AIM OF THE TASK:
If a line of the data below contains the string "OutputShared", copy it into your answer.

[Stored data]
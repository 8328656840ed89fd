//! Eight output flags replicated onto one multiplexed output line.

use core::convert::Infallible;
use std::sync::{Arc, Mutex};

use embedded_hal::digital::{Error as HalError, ErrorType, OutputPin, StatefulOutputPin};
use log::{debug, warn};

use crate::ChannelObserver;
use crate::index::SelectorIndex;
use crate::mutex::PortMutex;
use crate::registry::{ObserverHandle, ObserverRegistry};
use crate::selector::Selector;

struct OutputLine<O> {
    pin: O,
    failing: bool,
}

struct OutputShared<O, M> {
    line: Mutex<OutputLine<O>>,
    flags: M,
}

impl<O, M> ChannelObserver for OutputShared<O, M>
where
    O: OutputPin + Send,
    M: PortMutex<Port = u8> + Send + Sync,
{
    fn on_channel(&self, index: SelectorIndex) {
        let high = self.flags.with_lock(|flags| *flags & index.mask() != 0);
        self.line.with_lock(|line| {
            let written = if high {
                line.pin.set_high()
            } else {
                line.pin.set_low()
            };
            match written {
                Ok(()) if line.failing => {
                    debug!("output line recovered");
                    line.failing = false;
                }
                Ok(()) => {}
                Err(err) if !line.failing => {
                    warn!(
                        "output write failed on channel {}: {:?}",
                        index.value(),
                        err.kind()
                    );
                    line.failing = true;
                }
                Err(_) => {}
            }
        });
    }
}

/// Drives one output line from an 8-bit flag mask, bit `n` while channel
/// `n` is selected.
///
/// The mask may be changed from any thread; the scan thread reads it once
/// per tick. `M` is the lock around the mask.
pub struct OutputDemux<O, M = Mutex<u8>>
where
    O: OutputPin + Send + 'static,
    M: PortMutex<Port = u8> + Send + Sync + 'static,
{
    shared: Arc<OutputShared<O, M>>,
    registry: ObserverRegistry,
    registration: Option<ObserverHandle>,
}

impl<O> OutputDemux<O>
where
    O: OutputPin + Send + 'static,
{
    /// Attach to `selector` with all flags cleared.
    pub fn new<A, B, C>(output: O, selector: &Selector<A, B, C>) -> Self
    where
        A: OutputPin + Send + 'static,
        B: OutputPin + Send + 'static,
        C: OutputPin + Send + 'static,
    {
        Self::with_flags(output, selector, 0)
    }
}

impl<O, M> OutputDemux<O, M>
where
    O: OutputPin + Send + 'static,
    M: PortMutex<Port = u8> + Send + Sync + 'static,
{
    pub fn with_flags<A, B, C>(output: O, selector: &Selector<A, B, C>, flags: u8) -> Self
    where
        A: OutputPin + Send + 'static,
        B: OutputPin + Send + 'static,
        C: OutputPin + Send + 'static,
    {
        Self {
            shared: Arc::new(OutputShared {
                line: Mutex::new(OutputLine {
                    pin: output,
                    failing: false,
                }),
                flags: M::create(flags),
            }),
            registry: selector.registry().clone(),
            registration: None,
        }
    }

    pub fn set_flags(&self, flags: u8) {
        self.shared.flags.with_lock(|current| *current = flags);
    }

    pub fn flags(&self) -> u8 {
        self.shared.flags.with_lock(|flags| *flags)
    }

    /// Set or clear one flag. Indices above 7 are ignored.
    pub fn set_flag(&self, value: bool, index: u8) {
        if let Some(index) = SelectorIndex::new(index) {
            write_flag(&self.shared.flags, index, value);
        }
    }

    /// Returns `false` for indices above 7.
    pub fn flag(&self, index: u8) -> bool {
        SelectorIndex::new(index).is_some_and(|index| read_flag(&self.shared.flags, index))
    }

    pub fn is_started(&self) -> bool {
        self.registration.is_some()
    }

    /// Begin replicating flags on every scan tick. Repeated calls are harmless.
    pub fn start(&mut self) -> bool {
        if self.registration.is_none() {
            let observer: Arc<dyn ChannelObserver> = self.shared.clone();
            self.registration = Some(self.registry.register(observer));
        }
        true
    }

    /// Stop replicating flags. Repeated calls are harmless.
    ///
    /// A tick already in flight on the selector may still drive the line
    /// once after this returns.
    pub fn stop(&mut self) -> bool {
        if let Some(handle) = self.registration.take() {
            self.registry.unregister(handle);
        }
        true
    }

    /// Split into eight output pins (Y0..Y7), one per flag.
    pub fn split(&self) -> Parts<'_, M> {
        let flags = &self.shared.flags;
        Parts {
            y0: FlagPin::new(flags, 0),
            y1: FlagPin::new(flags, 1),
            y2: FlagPin::new(flags, 2),
            y3: FlagPin::new(flags, 3),
            y4: FlagPin::new(flags, 4),
            y5: FlagPin::new(flags, 5),
            y6: FlagPin::new(flags, 6),
            y7: FlagPin::new(flags, 7),
        }
    }
}

impl<O, M> Drop for OutputDemux<O, M>
where
    O: OutputPin + Send + 'static,
    M: PortMutex<Port = u8> + Send + Sync + 'static,
{
    fn drop(&mut self) {
        self.stop();
    }
}

fn write_flag<M: PortMutex<Port = u8>>(flags: &M, index: SelectorIndex, value: bool) {
    flags.with_lock(|flags| {
        if value {
            *flags |= index.mask();
        } else {
            *flags &= !index.mask();
        }
    });
}

fn read_flag<M: PortMutex<Port = u8>>(flags: &M, index: SelectorIndex) -> bool {
    flags.with_lock(|flags| *flags & index.mask() != 0)
}

/// Holds the 8 flag pins after splitting.
pub struct Parts<'a, M>
where
    M: PortMutex<Port = u8> + 'a,
{
    pub y0: FlagPin<'a, M>,
    pub y1: FlagPin<'a, M>,
    pub y2: FlagPin<'a, M>,
    pub y3: FlagPin<'a, M>,
    pub y4: FlagPin<'a, M>,
    pub y5: FlagPin<'a, M>,
    pub y6: FlagPin<'a, M>,
    pub y7: FlagPin<'a, M>,
}

/// A proxy implementing `embedded_hal::digital::OutputPin` for one flag.
pub struct FlagPin<'a, M>
where
    M: PortMutex<Port = u8> + 'a,
{
    flags: &'a M,
    index: SelectorIndex,
}

impl<'a, M> FlagPin<'a, M>
where
    M: PortMutex<Port = u8>,
{
    pub(crate) fn new(flags: &'a M, index: u8) -> Self {
        Self {
            flags,
            index: SelectorIndex::new(index & 0b111).unwrap_or_default(),
        }
    }

    pub fn index(&self) -> SelectorIndex {
        self.index
    }
}

impl<M> ErrorType for FlagPin<'_, M>
where
    M: PortMutex<Port = u8>,
{
    type Error = Infallible;
}

impl<M> OutputPin for FlagPin<'_, M>
where
    M: PortMutex<Port = u8>,
{
    fn set_low(&mut self) -> Result<(), Self::Error> {
        write_flag(self.flags, self.index, false);
        Ok(())
    }

    fn set_high(&mut self) -> Result<(), Self::Error> {
        write_flag(self.flags, self.index, true);
        Ok(())
    }
}

impl<M> StatefulOutputPin for FlagPin<'_, M>
where
    M: PortMutex<Port = u8>,
{
    fn is_set_high(&mut self) -> Result<bool, Self::Error> {
        Ok(read_flag(self.flags, self.index))
    }

    fn is_set_low(&mut self) -> Result<bool, Self::Error> {
        Ok(!read_flag(self.flags, self.index))
    }
}

#[cfg(test)]
mod tests {
    use super::*;
    use crate::selector::SelectorConfig;
    use crate::testing::{BusPin, FakeBus, LevelRecorder};
    use embedded_hal_mock::eh1::digital::{Mock, State, Transaction};
    use std::thread;
    use std::time::{Duration, Instant};

    fn fast_selector(bus: &FakeBus) -> Selector<BusPin, BusPin, BusPin> {
        let (a, b, c) = bus.select_pins();
        let config = SelectorConfig::new().with_scan_interval(Duration::from_micros(50));
        Selector::with_config(a, b, c, config).unwrap()
    }

    fn wait_for(mut done: impl FnMut() -> bool) -> bool {
        let deadline = Instant::now() + Duration::from_secs(2);
        while Instant::now() < deadline {
            if done() {
                return true;
            }
            thread::sleep(Duration::from_millis(1));
        }
        false
    }

    #[test]
    fn test_flags_byte_and_bits_agree() {
        let bus = FakeBus::new();
        let selector = fast_selector(&bus);
        let outputs = OutputDemux::new(LevelRecorder::new(&bus), &selector);

        outputs.set_flags(0b1010_0110);
        assert_eq!(outputs.flags(), 0b1010_0110);
        for bit in 0..8u8 {
            assert_eq!(outputs.flag(bit), 0b1010_0110 & (1 << bit) != 0);
        }

        outputs.set_flag(true, 0);
        outputs.set_flag(false, 7);
        assert_eq!(outputs.flags(), 0b0010_0111);

        // out of range: ignored on write, false on read
        outputs.set_flag(true, 9);
        assert_eq!(outputs.flags(), 0b0010_0111);
        assert!(!outputs.flag(9));
    }

    #[test]
    fn test_tick_drives_line_from_flag() {
        let bus = FakeBus::new();
        let selector = fast_selector(&bus);
        let pin = Mock::new(&[
            Transaction::set(State::High),
            Transaction::set(State::Low),
            Transaction::set(State::High),
        ]);
        let outputs: OutputDemux<_> = OutputDemux::with_flags(pin.clone(), &selector, 0b0000_0101);

        for value in 0..3 {
            outputs.shared.on_channel(SelectorIndex::new(value).unwrap());
        }

        let mut pin = pin;
        pin.done();
    }

    #[test]
    fn test_scan_replicates_flags() {
        let bus = FakeBus::new();
        let mut selector = fast_selector(&bus);
        let line = LevelRecorder::new(&bus);
        let mut outputs: OutputDemux<_> =
            OutputDemux::with_flags(line.clone(), &selector, 0b1001_0010);

        assert!(outputs.start());
        assert!(outputs.start());
        assert!(selector.start());
        assert!(wait_for(|| line.levels() == 0b1001_0010));

        outputs.set_flag(false, 4);
        outputs.set_flag(true, 0);
        assert!(wait_for(|| line.levels() == 0b1000_0011));

        assert!(outputs.stop());
        assert!(outputs.stop());
        assert!(selector.stop());
    }

    #[test]
    fn test_split_pins_set_flags() {
        let bus = FakeBus::new();
        let selector = fast_selector(&bus);
        let outputs = OutputDemux::new(LevelRecorder::new(&bus), &selector);

        let mut parts = outputs.split();
        parts.y3.set_high().unwrap();
        parts.y6.set_high().unwrap();
        parts.y3.toggle().unwrap();
        assert!(parts.y6.is_set_high().unwrap());
        assert!(parts.y3.is_set_low().unwrap());
        assert_eq!(parts.y6.index().value(), 6);
        assert_eq!(outputs.flags(), 0b0100_0000);
    }

    #[cfg(feature = "critical-section")]
    #[test]
    fn test_critical_section_flags() {
        use core::cell::RefCell;

        let bus = FakeBus::new();
        let selector = fast_selector(&bus);
        let outputs: OutputDemux<_, critical_section::Mutex<RefCell<u8>>> =
            OutputDemux::with_flags(LevelRecorder::new(&bus), &selector, 0b1);
        outputs.set_flag(true, 2);
        assert_eq!(outputs.flags(), 0b101);
    }
}
//! A fake multiplexer bus for threaded tests.
//!
//! The three select pins write bits of a shared address; the common input
//! line reports the level of whichever channel is addressed. Pressed
//! channels read low (pull-up wiring).

use std::convert::Infallible;
use std::sync::Arc;
use std::sync::atomic::{AtomicU8, AtomicUsize, Ordering};

use embedded_hal::digital::{ErrorType, InputPin, OutputPin};

#[derive(Clone, Default)]
pub(crate) struct FakeBus {
    address: Arc<AtomicU8>,
    pressed: Arc<AtomicU8>,
    writes: Arc<AtomicUsize>,
}

impl FakeBus {
    pub(crate) fn new() -> Self {
        Self::default()
    }

    /// Select pins for lines A, B, C.
    pub(crate) fn select_pins(&self) -> (BusPin, BusPin, BusPin) {
        (self.pin(0b100), self.pin(0b010), self.pin(0b001))
    }

    fn pin(&self, bit: u8) -> BusPin {
        BusPin {
            bus: self.clone(),
            bit,
        }
    }

    pub(crate) fn input(&self) -> BusInput {
        BusInput { bus: self.clone() }
    }

    pub(crate) fn set_pressed(&self, mask: u8) {
        self.pressed.store(mask, Ordering::SeqCst);
    }

    pub(crate) fn address(&self) -> u8 {
        self.address.load(Ordering::SeqCst)
    }

    pub(crate) fn writes(&self) -> usize {
        self.writes.load(Ordering::SeqCst)
    }
}

pub(crate) struct BusPin {
    bus: FakeBus,
    bit: u8,
}

impl ErrorType for BusPin {
    type Error = Infallible;
}

impl OutputPin for BusPin {
    fn set_low(&mut self) -> Result<(), Self::Error> {
        self.bus.address.fetch_and(!self.bit, Ordering::SeqCst);
        self.bus.writes.fetch_add(1, Ordering::SeqCst);
        Ok(())
    }

    fn set_high(&mut self) -> Result<(), Self::Error> {
        self.bus.address.fetch_or(self.bit, Ordering::SeqCst);
        self.bus.writes.fetch_add(1, Ordering::SeqCst);
        Ok(())
    }
}

pub(crate) struct BusInput {
    bus: FakeBus,
}

impl ErrorType for BusInput {
    type Error = Infallible;
}

impl InputPin for BusInput {
    fn is_high(&mut self) -> Result<bool, Self::Error> {
        self.is_low().map(|low| !low)
    }

    fn is_low(&mut self) -> Result<bool, Self::Error> {
        let address = self.bus.address.load(Ordering::SeqCst);
        Ok(self.bus.pressed.load(Ordering::SeqCst) & (1 << address) != 0)
    }
}

/// An output line that records its level per selected address.
#[derive(Clone, Default)]
pub(crate) struct LevelRecorder {
    bus: FakeBus,
    high: Arc<AtomicU8>,
}

impl LevelRecorder {
    pub(crate) fn new(bus: &FakeBus) -> Self {
        Self {
            bus: bus.clone(),
            high: Arc::default(),
        }
    }

    /// Bit `n` is set if the line was last driven high while channel `n` was addressed.
    pub(crate) fn levels(&self) -> u8 {
        self.high.load(Ordering::SeqCst)
    }
}

impl ErrorType for LevelRecorder {
    type Error = Infallible;
}

impl OutputPin for LevelRecorder {
    fn set_low(&mut self) -> Result<(), Self::Error> {
        let mask = 1 << self.bus.address();
        self.high.fetch_and(!mask, Ordering::SeqCst);
        Ok(())
    }

    fn set_high(&mut self) -> Result<(), Self::Error> {
        let mask = 1 << self.bus.address();
        self.high.fetch_or(mask, Ordering::SeqCst);
        Ok(())
    }
}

WRITTEN REPLY:
struct OutputShared<O, M> {
impl<O, M> ChannelObserver for OutputShared<O, M>
    shared: Arc<OutputShared<O, M>>,
            shared: Arc::new(OutputShared {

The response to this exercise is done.